_WHAT YOU HAVE TO DO_
Figure out the number of lines in the entries that hold the string "reports", then give that number and nothing else.

=== Section Start ===

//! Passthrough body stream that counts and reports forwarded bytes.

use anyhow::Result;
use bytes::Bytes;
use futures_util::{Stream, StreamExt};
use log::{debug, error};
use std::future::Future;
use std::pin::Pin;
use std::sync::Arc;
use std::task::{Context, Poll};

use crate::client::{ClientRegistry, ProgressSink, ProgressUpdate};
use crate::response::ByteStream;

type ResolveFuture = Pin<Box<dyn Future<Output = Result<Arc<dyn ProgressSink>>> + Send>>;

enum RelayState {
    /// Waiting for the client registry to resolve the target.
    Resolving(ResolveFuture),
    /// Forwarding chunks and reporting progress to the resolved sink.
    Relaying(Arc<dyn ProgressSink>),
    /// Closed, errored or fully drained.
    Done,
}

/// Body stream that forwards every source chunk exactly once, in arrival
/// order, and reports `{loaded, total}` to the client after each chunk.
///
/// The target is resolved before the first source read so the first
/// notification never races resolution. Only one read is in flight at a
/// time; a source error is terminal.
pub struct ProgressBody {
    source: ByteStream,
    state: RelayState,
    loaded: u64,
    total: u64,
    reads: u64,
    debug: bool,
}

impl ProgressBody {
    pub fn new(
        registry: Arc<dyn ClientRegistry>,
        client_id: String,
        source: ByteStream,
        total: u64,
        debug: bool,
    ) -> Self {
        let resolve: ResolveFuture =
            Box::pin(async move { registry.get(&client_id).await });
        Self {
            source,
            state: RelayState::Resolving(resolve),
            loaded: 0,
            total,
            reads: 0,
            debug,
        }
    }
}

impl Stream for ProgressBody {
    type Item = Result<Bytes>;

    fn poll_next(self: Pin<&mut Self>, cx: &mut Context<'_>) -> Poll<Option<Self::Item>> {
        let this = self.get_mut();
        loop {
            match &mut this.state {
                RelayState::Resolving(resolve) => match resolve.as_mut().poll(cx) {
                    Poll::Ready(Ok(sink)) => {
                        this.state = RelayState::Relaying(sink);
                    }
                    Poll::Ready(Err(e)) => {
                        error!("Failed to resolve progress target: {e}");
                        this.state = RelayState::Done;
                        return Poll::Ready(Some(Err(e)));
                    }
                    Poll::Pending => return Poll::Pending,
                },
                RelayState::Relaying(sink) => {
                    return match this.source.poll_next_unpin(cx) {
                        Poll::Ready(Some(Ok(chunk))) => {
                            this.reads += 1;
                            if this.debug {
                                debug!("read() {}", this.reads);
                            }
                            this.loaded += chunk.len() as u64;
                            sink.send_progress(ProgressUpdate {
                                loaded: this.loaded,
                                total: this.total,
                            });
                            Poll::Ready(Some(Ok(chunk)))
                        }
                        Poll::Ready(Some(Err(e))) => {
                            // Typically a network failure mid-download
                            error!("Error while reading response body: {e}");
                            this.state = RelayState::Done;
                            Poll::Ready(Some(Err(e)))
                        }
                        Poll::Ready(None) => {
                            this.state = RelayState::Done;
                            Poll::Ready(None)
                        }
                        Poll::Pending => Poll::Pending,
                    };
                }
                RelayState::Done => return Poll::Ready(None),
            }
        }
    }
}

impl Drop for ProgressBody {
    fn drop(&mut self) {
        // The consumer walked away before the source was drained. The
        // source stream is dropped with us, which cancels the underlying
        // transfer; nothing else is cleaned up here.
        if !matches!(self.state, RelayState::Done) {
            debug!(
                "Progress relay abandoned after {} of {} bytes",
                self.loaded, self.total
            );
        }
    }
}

=== Section End ===
=== Section Start ===

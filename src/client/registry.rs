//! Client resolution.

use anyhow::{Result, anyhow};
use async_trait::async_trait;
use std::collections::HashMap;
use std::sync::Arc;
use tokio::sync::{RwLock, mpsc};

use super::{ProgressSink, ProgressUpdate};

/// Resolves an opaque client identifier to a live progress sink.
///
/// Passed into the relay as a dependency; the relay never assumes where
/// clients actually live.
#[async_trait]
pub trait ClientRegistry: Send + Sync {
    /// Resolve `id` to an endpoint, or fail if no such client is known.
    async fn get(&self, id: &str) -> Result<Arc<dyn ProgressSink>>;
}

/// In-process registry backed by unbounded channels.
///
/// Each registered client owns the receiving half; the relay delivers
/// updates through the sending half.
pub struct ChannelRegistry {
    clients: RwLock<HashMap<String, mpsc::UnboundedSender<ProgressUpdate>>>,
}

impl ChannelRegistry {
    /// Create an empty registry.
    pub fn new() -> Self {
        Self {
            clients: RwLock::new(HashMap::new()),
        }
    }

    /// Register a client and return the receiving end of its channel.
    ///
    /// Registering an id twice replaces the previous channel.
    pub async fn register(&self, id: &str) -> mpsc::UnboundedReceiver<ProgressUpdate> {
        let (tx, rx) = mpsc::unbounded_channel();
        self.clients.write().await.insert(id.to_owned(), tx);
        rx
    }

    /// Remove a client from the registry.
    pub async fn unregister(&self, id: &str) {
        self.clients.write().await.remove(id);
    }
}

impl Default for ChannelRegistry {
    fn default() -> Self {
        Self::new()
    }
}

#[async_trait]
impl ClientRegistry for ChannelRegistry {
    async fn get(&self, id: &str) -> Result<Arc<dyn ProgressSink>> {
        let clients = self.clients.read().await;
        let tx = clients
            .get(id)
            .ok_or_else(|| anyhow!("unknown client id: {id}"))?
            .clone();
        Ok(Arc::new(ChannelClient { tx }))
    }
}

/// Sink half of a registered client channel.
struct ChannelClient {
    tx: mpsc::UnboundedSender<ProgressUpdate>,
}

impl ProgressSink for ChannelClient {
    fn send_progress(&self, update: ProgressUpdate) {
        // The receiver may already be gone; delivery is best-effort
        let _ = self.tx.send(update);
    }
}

=== Section End ===
=== Section Start ===

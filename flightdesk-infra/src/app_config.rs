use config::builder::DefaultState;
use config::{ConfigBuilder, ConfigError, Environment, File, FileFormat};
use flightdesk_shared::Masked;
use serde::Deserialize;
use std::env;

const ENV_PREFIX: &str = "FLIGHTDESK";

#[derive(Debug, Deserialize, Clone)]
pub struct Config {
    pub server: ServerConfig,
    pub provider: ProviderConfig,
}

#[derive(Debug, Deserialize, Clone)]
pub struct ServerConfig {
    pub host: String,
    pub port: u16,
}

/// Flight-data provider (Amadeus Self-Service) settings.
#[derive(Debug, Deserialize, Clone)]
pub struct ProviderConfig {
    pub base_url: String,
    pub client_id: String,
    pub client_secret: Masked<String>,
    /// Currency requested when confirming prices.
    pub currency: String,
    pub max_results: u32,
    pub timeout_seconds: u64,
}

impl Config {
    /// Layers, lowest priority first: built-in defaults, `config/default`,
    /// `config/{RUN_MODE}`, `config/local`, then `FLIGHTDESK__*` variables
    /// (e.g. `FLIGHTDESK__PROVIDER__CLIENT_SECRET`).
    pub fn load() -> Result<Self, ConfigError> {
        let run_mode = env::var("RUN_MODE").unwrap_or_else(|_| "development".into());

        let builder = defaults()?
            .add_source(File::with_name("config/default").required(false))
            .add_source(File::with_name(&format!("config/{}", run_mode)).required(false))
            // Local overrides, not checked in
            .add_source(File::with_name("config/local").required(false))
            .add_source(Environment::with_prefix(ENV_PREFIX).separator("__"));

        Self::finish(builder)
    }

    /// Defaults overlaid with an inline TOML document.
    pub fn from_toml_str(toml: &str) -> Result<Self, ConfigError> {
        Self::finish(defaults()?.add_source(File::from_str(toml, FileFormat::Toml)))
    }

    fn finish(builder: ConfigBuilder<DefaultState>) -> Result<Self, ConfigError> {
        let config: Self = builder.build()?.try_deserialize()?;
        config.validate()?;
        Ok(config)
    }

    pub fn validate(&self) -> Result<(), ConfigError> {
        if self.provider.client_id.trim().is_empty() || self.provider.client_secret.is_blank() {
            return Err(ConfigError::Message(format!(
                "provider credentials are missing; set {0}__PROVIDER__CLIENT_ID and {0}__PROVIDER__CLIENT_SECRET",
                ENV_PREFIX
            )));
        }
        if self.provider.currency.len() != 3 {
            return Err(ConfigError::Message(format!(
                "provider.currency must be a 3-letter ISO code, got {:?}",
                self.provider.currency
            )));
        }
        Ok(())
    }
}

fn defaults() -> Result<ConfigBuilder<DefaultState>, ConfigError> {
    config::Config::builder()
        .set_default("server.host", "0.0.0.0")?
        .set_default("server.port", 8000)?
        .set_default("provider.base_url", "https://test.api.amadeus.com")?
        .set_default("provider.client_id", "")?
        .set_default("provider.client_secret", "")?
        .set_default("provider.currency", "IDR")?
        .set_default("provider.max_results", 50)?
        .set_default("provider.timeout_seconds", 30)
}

=== Section End ===

_WRITTEN ANSWER_
2